Task brief:
Find out how many lines in the records have the string "value" in them, and state only that number.

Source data
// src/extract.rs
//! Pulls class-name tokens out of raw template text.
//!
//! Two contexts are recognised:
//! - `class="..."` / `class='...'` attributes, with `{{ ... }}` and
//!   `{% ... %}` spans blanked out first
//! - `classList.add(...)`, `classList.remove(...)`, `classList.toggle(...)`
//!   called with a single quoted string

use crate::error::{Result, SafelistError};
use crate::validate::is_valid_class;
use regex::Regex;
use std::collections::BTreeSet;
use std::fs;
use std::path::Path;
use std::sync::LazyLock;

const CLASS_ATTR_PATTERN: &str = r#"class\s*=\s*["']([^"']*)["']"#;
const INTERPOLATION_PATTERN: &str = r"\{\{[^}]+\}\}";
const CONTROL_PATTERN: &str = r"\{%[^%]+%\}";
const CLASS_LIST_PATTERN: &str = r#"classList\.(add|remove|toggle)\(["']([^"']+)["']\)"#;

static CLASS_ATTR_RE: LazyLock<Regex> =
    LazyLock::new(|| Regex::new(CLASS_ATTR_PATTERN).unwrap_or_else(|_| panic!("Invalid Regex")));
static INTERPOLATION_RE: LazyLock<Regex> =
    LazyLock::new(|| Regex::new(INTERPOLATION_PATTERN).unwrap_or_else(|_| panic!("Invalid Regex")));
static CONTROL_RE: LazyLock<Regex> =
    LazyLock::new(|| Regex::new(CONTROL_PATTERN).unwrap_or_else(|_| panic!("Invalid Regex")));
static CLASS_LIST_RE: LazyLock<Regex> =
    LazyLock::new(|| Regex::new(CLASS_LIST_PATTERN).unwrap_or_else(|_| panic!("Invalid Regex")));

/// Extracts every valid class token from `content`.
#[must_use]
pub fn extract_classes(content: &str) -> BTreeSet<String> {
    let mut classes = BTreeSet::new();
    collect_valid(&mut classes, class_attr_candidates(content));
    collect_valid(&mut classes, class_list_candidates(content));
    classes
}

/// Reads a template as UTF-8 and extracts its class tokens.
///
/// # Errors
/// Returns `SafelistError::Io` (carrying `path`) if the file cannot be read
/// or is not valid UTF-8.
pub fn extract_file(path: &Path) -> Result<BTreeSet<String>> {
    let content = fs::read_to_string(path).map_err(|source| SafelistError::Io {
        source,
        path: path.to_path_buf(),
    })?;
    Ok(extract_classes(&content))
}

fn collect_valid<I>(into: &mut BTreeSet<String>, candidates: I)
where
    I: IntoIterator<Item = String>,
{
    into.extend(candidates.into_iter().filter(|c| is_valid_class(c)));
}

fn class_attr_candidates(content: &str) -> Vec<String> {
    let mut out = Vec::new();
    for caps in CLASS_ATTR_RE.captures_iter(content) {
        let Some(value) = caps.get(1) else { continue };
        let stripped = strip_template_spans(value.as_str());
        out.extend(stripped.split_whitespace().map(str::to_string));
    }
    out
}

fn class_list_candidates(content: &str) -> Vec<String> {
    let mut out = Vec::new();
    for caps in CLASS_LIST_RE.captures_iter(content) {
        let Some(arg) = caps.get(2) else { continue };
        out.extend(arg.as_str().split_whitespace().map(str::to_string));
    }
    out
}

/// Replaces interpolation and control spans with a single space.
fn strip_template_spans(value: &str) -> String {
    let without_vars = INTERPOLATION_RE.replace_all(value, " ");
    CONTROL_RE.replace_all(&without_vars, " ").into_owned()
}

Task result:
4